**Problem details:**
The output should be every line below that includes the word "ResolveContext".

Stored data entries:
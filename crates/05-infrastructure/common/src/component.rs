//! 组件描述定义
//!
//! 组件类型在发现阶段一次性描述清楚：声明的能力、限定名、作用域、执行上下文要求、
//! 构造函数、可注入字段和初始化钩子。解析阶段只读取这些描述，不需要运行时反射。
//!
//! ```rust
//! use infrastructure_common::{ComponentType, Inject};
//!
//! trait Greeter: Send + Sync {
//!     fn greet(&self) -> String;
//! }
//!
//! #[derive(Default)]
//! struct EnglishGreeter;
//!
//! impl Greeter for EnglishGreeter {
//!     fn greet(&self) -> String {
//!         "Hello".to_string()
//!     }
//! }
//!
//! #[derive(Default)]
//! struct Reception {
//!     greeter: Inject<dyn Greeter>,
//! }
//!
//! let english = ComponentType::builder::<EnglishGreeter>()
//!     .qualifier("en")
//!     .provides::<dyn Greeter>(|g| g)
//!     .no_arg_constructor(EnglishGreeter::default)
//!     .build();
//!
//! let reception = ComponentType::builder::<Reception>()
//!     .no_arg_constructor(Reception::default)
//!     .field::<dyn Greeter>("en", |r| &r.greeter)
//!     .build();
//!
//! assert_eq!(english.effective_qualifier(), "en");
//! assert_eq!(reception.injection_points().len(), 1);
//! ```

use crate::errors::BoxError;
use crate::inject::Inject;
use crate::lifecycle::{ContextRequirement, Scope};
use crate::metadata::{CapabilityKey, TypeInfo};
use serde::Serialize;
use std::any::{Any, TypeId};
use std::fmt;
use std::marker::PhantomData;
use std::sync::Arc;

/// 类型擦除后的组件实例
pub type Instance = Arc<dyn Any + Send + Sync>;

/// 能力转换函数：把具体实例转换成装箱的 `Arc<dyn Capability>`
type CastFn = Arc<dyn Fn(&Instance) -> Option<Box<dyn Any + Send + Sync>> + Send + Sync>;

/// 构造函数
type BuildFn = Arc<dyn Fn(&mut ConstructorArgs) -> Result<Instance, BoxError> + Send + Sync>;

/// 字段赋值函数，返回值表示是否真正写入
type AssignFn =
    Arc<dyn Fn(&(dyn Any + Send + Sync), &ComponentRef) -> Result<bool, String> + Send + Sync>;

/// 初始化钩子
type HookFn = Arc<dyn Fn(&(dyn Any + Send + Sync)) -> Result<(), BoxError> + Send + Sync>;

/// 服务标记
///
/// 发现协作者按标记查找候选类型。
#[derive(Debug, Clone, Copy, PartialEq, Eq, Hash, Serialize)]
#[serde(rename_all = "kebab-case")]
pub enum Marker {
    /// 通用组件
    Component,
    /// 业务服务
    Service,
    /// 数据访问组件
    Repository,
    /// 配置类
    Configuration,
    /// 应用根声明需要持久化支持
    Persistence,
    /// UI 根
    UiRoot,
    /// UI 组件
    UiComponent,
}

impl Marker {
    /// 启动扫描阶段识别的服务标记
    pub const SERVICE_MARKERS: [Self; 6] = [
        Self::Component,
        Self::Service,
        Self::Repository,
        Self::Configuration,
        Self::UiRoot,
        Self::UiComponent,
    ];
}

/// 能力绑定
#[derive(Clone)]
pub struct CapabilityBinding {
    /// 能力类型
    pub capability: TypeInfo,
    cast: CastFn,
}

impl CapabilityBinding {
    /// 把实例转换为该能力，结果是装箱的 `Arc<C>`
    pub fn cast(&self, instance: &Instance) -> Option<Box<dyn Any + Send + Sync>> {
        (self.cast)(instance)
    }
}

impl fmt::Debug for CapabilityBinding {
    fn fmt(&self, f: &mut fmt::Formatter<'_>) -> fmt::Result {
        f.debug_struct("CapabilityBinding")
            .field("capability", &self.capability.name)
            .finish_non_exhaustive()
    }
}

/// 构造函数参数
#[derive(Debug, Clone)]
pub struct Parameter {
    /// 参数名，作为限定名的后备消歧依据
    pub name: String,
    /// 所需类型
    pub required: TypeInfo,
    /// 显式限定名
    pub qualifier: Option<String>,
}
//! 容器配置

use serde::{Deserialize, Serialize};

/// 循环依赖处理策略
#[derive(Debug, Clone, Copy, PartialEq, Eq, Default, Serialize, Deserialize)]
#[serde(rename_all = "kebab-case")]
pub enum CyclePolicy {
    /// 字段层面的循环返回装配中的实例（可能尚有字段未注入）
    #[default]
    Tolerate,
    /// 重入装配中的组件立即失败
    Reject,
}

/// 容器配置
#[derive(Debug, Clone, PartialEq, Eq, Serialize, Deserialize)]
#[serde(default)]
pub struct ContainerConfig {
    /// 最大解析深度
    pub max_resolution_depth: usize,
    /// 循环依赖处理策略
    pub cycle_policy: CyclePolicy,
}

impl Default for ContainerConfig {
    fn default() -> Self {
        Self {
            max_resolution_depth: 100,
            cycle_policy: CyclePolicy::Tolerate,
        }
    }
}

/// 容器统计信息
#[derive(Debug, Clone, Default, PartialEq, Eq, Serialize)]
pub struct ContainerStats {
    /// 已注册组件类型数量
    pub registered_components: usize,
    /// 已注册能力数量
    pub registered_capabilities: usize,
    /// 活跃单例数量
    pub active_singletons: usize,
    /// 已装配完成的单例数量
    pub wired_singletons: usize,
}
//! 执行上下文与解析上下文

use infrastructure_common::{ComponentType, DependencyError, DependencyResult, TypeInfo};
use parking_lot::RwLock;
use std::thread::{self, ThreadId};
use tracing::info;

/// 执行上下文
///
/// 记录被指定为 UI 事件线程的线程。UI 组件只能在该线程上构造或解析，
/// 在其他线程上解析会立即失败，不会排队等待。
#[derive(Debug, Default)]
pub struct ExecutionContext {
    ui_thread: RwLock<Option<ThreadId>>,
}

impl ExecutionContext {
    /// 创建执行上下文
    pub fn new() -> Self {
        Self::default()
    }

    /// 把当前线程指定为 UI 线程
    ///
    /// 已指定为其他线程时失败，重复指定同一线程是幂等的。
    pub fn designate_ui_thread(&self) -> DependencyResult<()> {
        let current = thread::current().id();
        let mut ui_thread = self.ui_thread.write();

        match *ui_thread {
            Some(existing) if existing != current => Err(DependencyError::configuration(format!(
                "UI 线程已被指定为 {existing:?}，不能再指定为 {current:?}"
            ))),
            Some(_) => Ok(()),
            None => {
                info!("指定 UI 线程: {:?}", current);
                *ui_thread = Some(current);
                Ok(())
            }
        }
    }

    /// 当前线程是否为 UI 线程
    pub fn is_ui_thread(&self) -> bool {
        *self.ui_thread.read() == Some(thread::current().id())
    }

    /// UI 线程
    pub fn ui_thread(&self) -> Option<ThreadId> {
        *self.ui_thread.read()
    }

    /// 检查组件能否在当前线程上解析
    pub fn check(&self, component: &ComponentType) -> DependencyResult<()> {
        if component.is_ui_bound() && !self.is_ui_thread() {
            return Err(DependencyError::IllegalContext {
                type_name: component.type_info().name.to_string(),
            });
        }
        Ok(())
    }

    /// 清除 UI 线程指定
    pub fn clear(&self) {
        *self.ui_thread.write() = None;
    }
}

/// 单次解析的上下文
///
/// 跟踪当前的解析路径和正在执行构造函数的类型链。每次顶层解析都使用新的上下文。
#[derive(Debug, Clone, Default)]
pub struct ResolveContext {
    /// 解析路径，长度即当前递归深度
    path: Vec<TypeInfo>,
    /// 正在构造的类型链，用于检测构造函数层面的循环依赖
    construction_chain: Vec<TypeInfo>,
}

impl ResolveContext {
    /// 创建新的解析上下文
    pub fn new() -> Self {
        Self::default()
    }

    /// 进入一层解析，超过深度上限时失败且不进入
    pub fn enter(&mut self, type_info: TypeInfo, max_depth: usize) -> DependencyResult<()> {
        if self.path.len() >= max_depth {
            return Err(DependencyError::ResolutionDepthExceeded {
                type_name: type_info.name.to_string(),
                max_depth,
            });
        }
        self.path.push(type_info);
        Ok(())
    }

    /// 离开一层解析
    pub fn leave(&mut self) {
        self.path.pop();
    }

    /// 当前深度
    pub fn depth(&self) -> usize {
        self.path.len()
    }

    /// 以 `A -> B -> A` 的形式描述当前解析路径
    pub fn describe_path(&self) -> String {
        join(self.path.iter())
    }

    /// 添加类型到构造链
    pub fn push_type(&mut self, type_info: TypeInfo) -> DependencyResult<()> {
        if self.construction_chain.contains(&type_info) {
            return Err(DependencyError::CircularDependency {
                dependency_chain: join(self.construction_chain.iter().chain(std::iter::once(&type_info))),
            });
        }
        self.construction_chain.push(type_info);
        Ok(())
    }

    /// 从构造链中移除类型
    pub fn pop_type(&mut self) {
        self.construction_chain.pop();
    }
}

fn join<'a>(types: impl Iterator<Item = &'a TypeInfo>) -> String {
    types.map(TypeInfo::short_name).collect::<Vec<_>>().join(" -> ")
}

**Result below:**
pub struct ResolveContext {
impl ResolveContext {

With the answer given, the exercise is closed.